Faire trace de ce qui en soi danse

 

Trois approches indissociables. Dans ma pratique, je passe souvent de la peinture (ou du dessin) à l'écriture, puis de l'écriture au dessin. Lorsque je dessine, il ne s'agit pour moi pas tant de représenter quelque chose, mais parfois d'interpréter ce que je vois pour en saisir ce que je peux en ressentir. Plus exactement, ce qui m'intéresse, c'est comment le ressenti est susceptible de teinter ce que je vois et représente. Par exemple, si je choisis de dessiner un paysage, il sera autant intérieur qu'extérieur, car c'est ce point de « confusion » entre intérieur et extérieur qui m'intéresse.

 

Cependant, la plupart du temps, il ne s'agit pas du tout de représenter, mais de faire jaillir, par le trait, le geste, les formes, ce qui pourrait être autrement traduit par un mouvement dansé et correspond à une impulsion gestuelle, nerveuse.

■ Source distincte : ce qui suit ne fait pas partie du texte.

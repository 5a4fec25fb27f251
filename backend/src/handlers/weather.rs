//! Weather lookup handlers for form auto-fill and alerts

use axum::{
    extract::{Path, State},
    Json,
};
use chrono::{Local, Timelike};
use serde::Serialize;

use crate::external::weather::CurrentConditions;
use crate::AppState;

/// Locations offered as examples by the form
pub const SAMPLE_LOCATIONS: [&str; 4] = ["London", "New York", "Tokyo", "Sydney"];

#[derive(Debug, Serialize)]
pub struct WeatherDataResponse {
    pub locations: Vec<String>,
    pub latest_date: String,
}

/// Example locations and today's date
pub async fn get_weather_data() -> Json<WeatherDataResponse> {
    Json(WeatherDataResponse {
        locations: SAMPLE_LOCATIONS.iter().map(|s| s.to_string()).collect(),
        latest_date: Local::now().date_naive().format(shared::DATE_FORMAT).to_string(),
    })
}

#[derive(Debug, Serialize)]
pub struct CurrentWeatherResponse {
    pub success: bool,
    #[serde(skip_serializing_if = "Option::is_none")]
    pub data: Option<CurrentConditions>,
    #[serde(skip_serializing_if = "Option::is_none")]
    pub message: Option<String>,
}

impl CurrentWeatherResponse {
    fn failure(message: impl Into<String>) -> Self {
        Self {
            success: false,
            data: None,
            message: Some(message.into()),
        }
    }
}

/// Current conditions for a location, shaped like the prediction form
pub async fn get_current_weather(
    State(state): State<AppState>,
    Path(location): Path<String>,
) -> Json<CurrentWeatherResponse> {
    let coordinates = match state.predictor.lookup(&location).await {
        Ok(coordinates) => coordinates,
        Err(_) => return Json(CurrentWeatherResponse::failure("Location not found")),
    };

    let now = Local::now();
    match state
        .weather
        .get_current_conditions(coordinates, &location, now.date_naive(), now.hour() as usize)
        .await
    {
        Ok(data) => Json(CurrentWeatherResponse {
            success: true,
            data: Some(data),
            message: None,
        }),
        Err(err) => {
            tracing::warn!(%location, "Current weather lookup failed: {}", err);
            Json(CurrentWeatherResponse::failure("Weather data unavailable"))
        }
    }
}

#[derive(Debug, Serialize)]
pub struct WeatherAlertsResponse {
    pub location: String,
    pub alerts: Vec<String>,
}

/// Same-day rain alerts; any lookup failure yields an empty list
pub async fn get_weather_alerts(
    State(state): State<AppState>,
    Path(location): Path<String>,
) -> Json<WeatherAlertsResponse> {
    let alerts = match state.predictor.lookup(&location).await {
        Ok(coordinates) => state
            .weather
            .get_rain_alerts(coordinates)
            .await
            .unwrap_or_else(|err| {
                tracing::warn!(%location, "Weather alert lookup failed: {}", err);
                Vec::new()
            }),
        Err(_) => Vec::new(),
    };

    Json(WeatherAlertsResponse { location, alerts })
}
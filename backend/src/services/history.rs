//! In-memory prediction history
//!
//! An owned, bounded store injected through `AppState`. The oldest record is
//! evicted once capacity is reached; nothing is persisted across restarts.

use chrono::NaiveDateTime;
use serde::{Serialize, Serializer};
use shared::{PredictionResult, WeatherObservation};
use std::collections::VecDeque;
use std::sync::{Mutex, MutexGuard};

use crate::error::AppResult;
use crate::services::reporting::ReportingService;

pub const TIMESTAMP_FORMAT: &str = "%Y-%m-%d %H:%M:%S";

/// One successful prediction; field order is the CSV column order
#[derive(Debug, Clone, Serialize, PartialEq)]
pub struct PredictionRecord {
    #[serde(serialize_with = "serialize_timestamp")]
    pub timestamp: NaiveDateTime,
    pub location: String,
    pub temperature: f64,
    pub humidity: f64,
    pub pressure: f64,
    pub wind_speed: f64,
    pub cloud_cover: f64,
    pub season: String,
    pub predicted_rainfall: f64,
    pub probability: u8,
}

fn serialize_timestamp<S: Serializer>(ts: &NaiveDateTime, s: S) -> Result<S::Ok, S::Error> {
    s.collect_str(&ts.format(TIMESTAMP_FORMAT))
}

impl PredictionRecord {
    pub fn new(
        observation: &WeatherObservation,
        result: &PredictionResult,
        timestamp: NaiveDateTime,
    ) -> Self {
        Self {
            timestamp,
            location: observation.location.clone(),
            temperature: observation.temperature,
            humidity: observation.humidity,
            pressure: observation.pressure,
            wind_speed: observation.wind_speed,
            cloud_cover: observation.cloud_cover,
            season: observation.season.clone(),
            predicted_rainfall: result.rainfall_mm,
            probability: result.probability_pct,
        }
    }
}

/// Bounded, thread-safe prediction history
#[derive(Debug)]
pub struct HistoryStore {
    capacity: usize,
    records: Mutex<VecDeque<PredictionRecord>>,
}

impl HistoryStore {
    /// A capacity of zero is raised to one
    pub fn new(capacity: usize) -> Self {
        let capacity = capacity.max(1);
        Self {
            capacity,
            records: Mutex::new(VecDeque::with_capacity(capacity.min(1024))),
        }
    }

    fn lock(&self) -> MutexGuard<'_, VecDeque<PredictionRecord>> {
        // A panicked writer cannot leave a half-pushed record behind.
        self.records.lock().unwrap_or_else(|e| e.into_inner())
    }

    pub fn capacity(&self) -> usize {
        self.capacity
    }

    pub fn append(&self, record: PredictionRecord) {
        let mut records = self.lock();
        if records.len() == self.capacity {
            records.pop_front();
        }
        records.push_back(record);
    }

    pub fn len(&self) -> usize {
        self.lock().len()
    }

    pub fn is_empty(&self) -> bool {
        self.lock().is_empty()
    }

    /// Up to `n` most recent records, oldest first
    pub fn recent(&self, n: usize) -> Vec<PredictionRecord> {
        let records = self.lock();
        let skip = records.len().saturating_sub(n);
        records.iter().skip(skip).cloned().collect()
    }

    /// All records, oldest first
    pub fn snapshot(&self) -> Vec<PredictionRecord> {
        self.lock().iter().cloned().collect()
    }

    /// All records as CSV with a header row
    pub fn to_csv(&self) -> AppResult<String> {
        ReportingService::export_to_csv(&self.snapshot())
    }
}
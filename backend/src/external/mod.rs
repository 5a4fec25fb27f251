//! External API integrations

pub mod geocoding;
pub mod weather;

pub use geocoding::{Geocoder, NominatimClient};
pub use weather::WeatherClient;
//! Prediction orchestration
//!
//! `final = rule_based(humidity, cloud, temperature, pressure)
//!          * season_multiplier * location_multiplier`, clamped and rounded.
//! Wind speed and time of day are carried on the observation but do not take
//! part in the computation.

use serde::Serialize;

use crate::climate::{location_adjustment, LocationAdjustment};
use crate::models::{clamp_and_round, PredictionResult, Season, WeatherObservation};
use crate::rules::rule_based_prediction;
use crate::types::GeoResult;

/// Season multiplier by label, case-insensitive, 1.0 for unknown labels
pub fn season_multiplier(season: &str) -> f64 {
    season
        .parse::<Season>()
        .map(|s| s.multiplier())
        .unwrap_or(1.0)
}

/// Final prediction together with the factors that produced it
#[derive(Debug, Clone, Copy, Serialize, PartialEq)]
pub struct ForecastBreakdown {
    pub base_mm: f64,
    pub season_multiplier: f64,
    pub location: LocationAdjustment,
    pub result: PredictionResult,
}

/// Run the full rule-based pipeline for one observation
///
/// `lookup` is the geocoding outcome for `observation.location`; a failed
/// lookup only neutralises the latitude component.
pub fn forecast(observation: &WeatherObservation, lookup: &GeoResult) -> ForecastBreakdown {
    let base_mm = rule_based_prediction(
        observation.humidity,
        observation.cloud_cover,
        observation.temperature,
        observation.pressure,
    );
    let season_multiplier = observation.season_multiplier();
    let location = location_adjustment(&observation.location, lookup);

    let rainfall_mm = clamp_and_round(base_mm * season_multiplier * location.multiplier());

    ForecastBreakdown {
        base_mm,
        season_multiplier,
        location,
        result: PredictionResult::from_rainfall(
            rainfall_mm,
            observation.humidity,
            observation.cloud_cover,
        ),
    }
}

/// Final rainfall in mm, never negative, rounded to two decimals
pub fn predict_rainfall(observation: &WeatherObservation, lookup: &GeoResult) -> f64 {
    forecast(observation, lookup).result.rainfall_mm
}
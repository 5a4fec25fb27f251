//! Configuration management for the Rainfall Predictor
//!
//! Supports hierarchical configuration loading:
//! 1. Default values in code
//! 2. Configuration files (config/development.toml, config/production.toml)
//! 3. Environment variable overrides with RAINFALL__ prefix

use config::{ConfigError, Environment, File};
use serde::Deserialize;
use std::path::PathBuf;
use std::time::Duration;

/// Main application configuration
#[derive(Debug, Deserialize, Clone)]
pub struct Config {
    /// Current environment (development, production)
    pub environment: String,

    /// Server configuration
    pub server: ServerConfig,

    /// Geocoding service configuration
    pub geocoding: GeocodingConfig,

    /// Weather API configuration
    pub weather: WeatherConfig,

    /// Model artifact configuration
    pub model: ModelConfig,

    /// Prediction history configuration
    pub history: HistoryConfig,

    /// Log output configuration
    pub logging: LoggingConfig,
}

#[derive(Debug, Deserialize, Clone)]
pub struct ServerConfig {
    /// Server port
    pub port: u16,

    /// Server host
    pub host: String,
}

#[derive(Debug, Deserialize, Clone)]
pub struct GeocodingConfig {
    /// Nominatim-compatible search endpoint base URL
    pub base_url: String,

    /// User-Agent sent with every lookup (required by Nominatim)
    pub user_agent: String,

    /// Request timeout in seconds
    pub timeout_secs: u64,
}

impl GeocodingConfig {
    pub fn timeout(&self) -> Duration {
        Duration::from_secs(self.timeout_secs)
    }
}

#[derive(Debug, Deserialize, Clone)]
pub struct WeatherConfig {
    /// Open-Meteo API base URL
    pub api_endpoint: String,

    /// Request timeout in seconds
    pub timeout_secs: u64,
}

impl WeatherConfig {
    pub fn timeout(&self) -> Duration {
        Duration::from_secs(self.timeout_secs)
    }
}

#[derive(Debug, Deserialize, Clone)]
pub struct ModelConfig {
    /// Directory holding the model artifacts
    pub dir: PathBuf,

    /// Accuracy metrics file name inside `dir`
    pub metrics_file: String,
}

impl ModelConfig {
    pub fn metrics_path(&self) -> PathBuf {
        self.dir.join(&self.metrics_file)
    }
}

#[derive(Debug, Deserialize, Clone)]
pub struct HistoryConfig {
    /// Maximum number of predictions kept in memory
    pub capacity: usize,
}

#[derive(Debug, Deserialize, Clone, Copy, PartialEq, Eq, Default)]
#[serde(rename_all = "lowercase")]
pub enum LogFormat {
    #[default]
    Pretty,
    Json,
}

#[derive(Debug, Deserialize, Clone)]
pub struct LoggingConfig {
    /// Output format: pretty or json
    pub format: LogFormat,
}

impl Config {
    /// Load configuration from files and environment variables
    pub fn load() -> Result<Self, ConfigError> {
        let environment =
            std::env::var("RAINFALL_ENVIRONMENT").unwrap_or_else(|_| "development".into());

        let config = Self::builder_with_defaults(&environment)?
            // Load environment-specific config file
            .add_source(File::with_name(&format!("config/{}", environment)).required(false))
            // Override with environment variables (RAINFALL__ prefix)
            .add_source(
                Environment::with_prefix("RAINFALL")
                    .prefix_separator("__")
                    .separator("__")
                    .try_parsing(true),
            )
            .build()?;

        config.try_deserialize()
    }

    /// Configuration built from code defaults only
    pub fn defaults() -> Result<Self, ConfigError> {
        Self::builder_with_defaults("development")?
            .build()?
            .try_deserialize()
    }

    fn builder_with_defaults(
        environment: &str,
    ) -> Result<config::ConfigBuilder<config::builder::DefaultState>, ConfigError> {
        config::Config::builder()
            .set_default("environment", environment)?
            .set_default("server.port", 1234)?
            .set_default("server.host", "0.0.0.0")?
            .set_default("geocoding.base_url", "https://nominatim.openstreetmap.org")?
            .set_default("geocoding.user_agent", "RainfallPredictor/1.0")?
            .set_default("geocoding.timeout_secs", 5)?
            .set_default("weather.api_endpoint", "https://api.open-meteo.com/v1")?
            .set_default("weather.timeout_secs", 10)?
            .set_default("model.dir", "models")?
            .set_default("model.metrics_file", "model_metrics.json")?
            .set_default("history.capacity", 1000)?
            .set_default("logging.format", "pretty")
    }
}
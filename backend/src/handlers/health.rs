//! Health check handlers

use axum::{extract::State, Json};
use serde::Serialize;

use crate::AppState;

#[derive(Serialize)]
pub struct HealthResponse {
    pub status: String,
    pub version: String,
    pub model: String,
    pub history_size: usize,
}

/// Root endpoint
pub async fn root() -> &'static str {
    "Rainfall Predictor API v1.0"
}

/// Health check endpoint handler
pub async fn health_check(State(state): State<AppState>) -> Json<HealthResponse> {
    let model_status = if state.model.is_available() {
        "loaded".to_string()
    } else {
        "unavailable".to_string()
    };

    Json(HealthResponse {
        status: "healthy".to_string(),
        version: env!("CARGO_PKG_VERSION").to_string(),
        model: model_status,
        history_size: state.history.len(),
    })
}
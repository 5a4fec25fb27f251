//! Request boundary parsing for prediction inputs
//!
//! Only well-formedness is checked here: numbers must parse and be finite,
//! dates must be `YYYY-MM-DD`. Ranges are deliberately not enforced.

use chrono::NaiveDate;
use thiserror::Error;

pub const DATE_FORMAT: &str = "%Y-%m-%d";

#[derive(Error, Debug, Clone, PartialEq, Eq)]
pub enum FieldError {
    #[error("{field} must be a number")]
    NotNumeric { field: String },

    #[error("{field} must be a finite number")]
    NotFinite { field: String },

    #[error("invalid date '{value}', expected YYYY-MM-DD")]
    InvalidDate { value: String },
}

impl FieldError {
    /// Name of the offending form field
    pub fn field(&self) -> &str {
        match self {
            FieldError::NotNumeric { field } | FieldError::NotFinite { field } => field,
            FieldError::InvalidDate { .. } => "date",
        }
    }
}

/// Parse a numeric form value
///
/// An absent field reads as 0; a present but blank or non-numeric one is an
/// error. Surrounding whitespace is ignored.
pub fn parse_numeric_field(field: &str, raw: Option<&str>) -> Result<f64, FieldError> {
    let Some(raw) = raw else {
        return Ok(0.0);
    };
    let value: f64 = raw.trim().parse().map_err(|_| FieldError::NotNumeric {
        field: field.to_string(),
    })?;
    if !value.is_finite() {
        return Err(FieldError::NotFinite {
            field: field.to_string(),
        });
    }
    Ok(value)
}

/// Check an already-numeric value (JSON bodies)
pub fn ensure_finite(field: &str, value: f64) -> Result<f64, FieldError> {
    if value.is_finite() {
        Ok(value)
    } else {
        Err(FieldError::NotFinite {
            field: field.to_string(),
        })
    }
}

/// Parse the observation date; blank means `today`
pub fn parse_observation_date(raw: &str, today: NaiveDate) -> Result<NaiveDate, FieldError> {
    let raw = raw.trim();
    if raw.is_empty() {
        return Ok(today);
    }
    NaiveDate::parse_from_str(raw, DATE_FORMAT).map_err(|_| FieldError::InvalidDate {
        value: raw.to_string(),
    })
}

#[cfg(test)]
mod tests {
    use super::*;

    #[test]
    fn test_parse_numeric_field_valid() {
        assert_eq!(parse_numeric_field("humidity", Some("70")), Ok(70.0));
        assert_eq!(parse_numeric_field("temperature", Some(" -3.5 ")), Ok(-3.5));
        assert_eq!(parse_numeric_field("pressure", Some("1e3")), Ok(1000.0));
    }

    #[test]
    fn test_parse_numeric_field_missing_is_zero() {
        assert_eq!(parse_numeric_field("wind_speed", None), Ok(0.0));
    }

    #[test]
    fn test_parse_numeric_field_invalid() {
        let err = parse_numeric_field("temperature", Some("invalid")).unwrap_err();
        assert_eq!(err.field(), "temperature");
        assert!(parse_numeric_field("humidity", Some("")).is_err());
        assert!(matches!(
            parse_numeric_field("humidity", Some("NaN")),
            Err(FieldError::NotFinite { .. })
        ));
        assert!(matches!(
            parse_numeric_field("humidity", Some("inf")),
            Err(FieldError::NotFinite { .. })
        ));
    }

    #[test]
    fn test_ensure_finite() {
        assert_eq!(ensure_finite("cloud_cover", 55.0), Ok(55.0));
        assert!(ensure_finite("cloud_cover", f64::INFINITY).is_err());
    }

    #[test]
    fn test_parse_observation_date() {
        let today = NaiveDate::from_ymd_opt(2024, 3, 1).unwrap();
        assert_eq!(
            parse_observation_date("2024-06-15", today),
            Ok(NaiveDate::from_ymd_opt(2024, 6, 15).unwrap())
        );
        assert_eq!(parse_observation_date("  ", today), Ok(today));
        let err = parse_observation_date("15/06/2024", today).unwrap_err();
        assert_eq!(err.field(), "date");
        assert!(parse_observation_date("2024-02-30", today).is_err());
    }
}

Travailler en quelque sorte ce que j'appelle « des calligraphies nerveuse », dont le mouvement et le sens apparaissent tout en faisant mystère. D'où, très fréquemment, le fait qu'un dessin précéde un texte, ou rend possible la mise en mots de ce qui était trop englué dans l'émotion, l'affect, le pathos...Comme si le geste permettait de libérer les mots, la pensée, l'expression verbale.

 

Il arrive aussi que mon écriture, qui plus qu'écrire, fait trace, prend note des événements de ma pensée, de ce qui s'y produit, se déforme au point d'apparaître plutôt comme un dessin. Dans ces moments-là, le graphisme encrypte autant qu'il décrypte ce qui se produit lors de cette méditation en acte. Il met à jour ce qui est pensé en me permettant d'élaborer à partir de ce qui, par le geste de la main qui écrit, fait trace. Il donne « lieu », au sens propre du terme, me permettant d'élaborer quelque chose de l'espace et du temps précédant une mise en mots ou une mise en traits, images. Ce qui permet parfois de passer d'un affect plus ou moins destructeur à un acte créateur (ou créatif). Ce qui sans doute a dévié, pour le meilleur, des tentations plus anciennes de passages à l'acte. Ce qui donc, permet, de re-lier là où la déliaison a creusé des abymes.